*YOUR GOAL*. Find the word "this" in the data. Return every line where it appears.

[Stored data entries]
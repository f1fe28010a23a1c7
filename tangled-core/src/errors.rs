// src/errors.rs

//! Error types for the tangled ledger core.
//!
//! Follows the taxonomy a message can fail at: malformed, unauthenticated,
//! semantically invalid, referencing unknown parents, or conflicting with
//! an existing branch.

use std::fmt;
use tangled_crypto::CryptoError;

/// Main error type for tangle operations
#[derive(Debug, Clone, PartialEq)]
pub enum CoreError {
    /// Message failed structural validation (size, field shape)
    MalformedMessage(String),

    /// Signature did not verify against the claimed issuer
    Unauthenticated(String),

    /// Message failed semantic validation (PoW, payload rules, parent count)
    SemanticallyInvalid(String),

    /// Message references parents that are not yet known to this node
    UnknownParents(Vec<String>),

    /// Message conflicts with another message at the same issuer/index
    ConflictingBranch(String),

    /// The requested message does not exist on the tangle
    UnknownMessage(String),

    /// A message with this hash is already present
    DuplicateMessage(String),

    /// Underlying cryptographic operation failed
    Crypto(CryptoError),

    /// Persistence (snapshot load/save) failed
    Storage(String),
}

impl fmt::Display for CoreError {
    fn fmt(&self, f: &mut fmt::Formatter<'_>) -> fmt::Result {
        match self {
            CoreError::MalformedMessage(msg) => write!(f, "Malformed message: {}", msg),
            CoreError::Unauthenticated(msg) => write!(f, "Unauthenticated: {}", msg),
            CoreError::SemanticallyInvalid(msg) => write!(f, "Semantically invalid: {}", msg),
            CoreError::UnknownParents(parents) => {
                write!(f, "Unknown parents: {}", parents.join(", "))
            }
            CoreError::ConflictingBranch(msg) => write!(f, "Conflicting branch: {}", msg),
            CoreError::UnknownMessage(hash) => write!(f, "Unknown message: {}", hash),
            CoreError::DuplicateMessage(hash) => write!(f, "Duplicate message: {}", hash),
            CoreError::Crypto(e) => write!(f, "Cryptographic error: {}", e),
            CoreError::Storage(msg) => write!(f, "Storage error: {}", msg),
        }
    }
}

impl std::error::Error for CoreError {}

impl From<CryptoError> for CoreError {
    fn from(e: CryptoError) -> Self {
        CoreError::Crypto(e)
    }
}

/// Result type alias for tangle operations
pub type Result<T> = std::result::Result<T, CoreError>;

#[cfg(test)]
mod tests {
    use super::*;

    #[test]
    fn test_error_display() {
        let err = CoreError::MalformedMessage("too large".to_string());
        assert_eq!(format!("{}", err), "Malformed message: too large");
    }

    #[test]
    fn test_unknown_parents_display() {
        let err = CoreError::UnknownParents(vec!["a".into(), "b".into()]);
        assert_eq!(format!("{}", err), "Unknown parents: a, b");
    }

    #[test]
    fn test_from_crypto_error() {
        let crypto_err = CryptoError::InvalidInput("bad".to_string());
        let core_err: CoreError = crypto_err.into();
        assert!(matches!(core_err, CoreError::Crypto(_)));
    }
}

*RESULT BELOW*.
    /// Message references parents that are not yet known to this node
    /// A message with this hash is already present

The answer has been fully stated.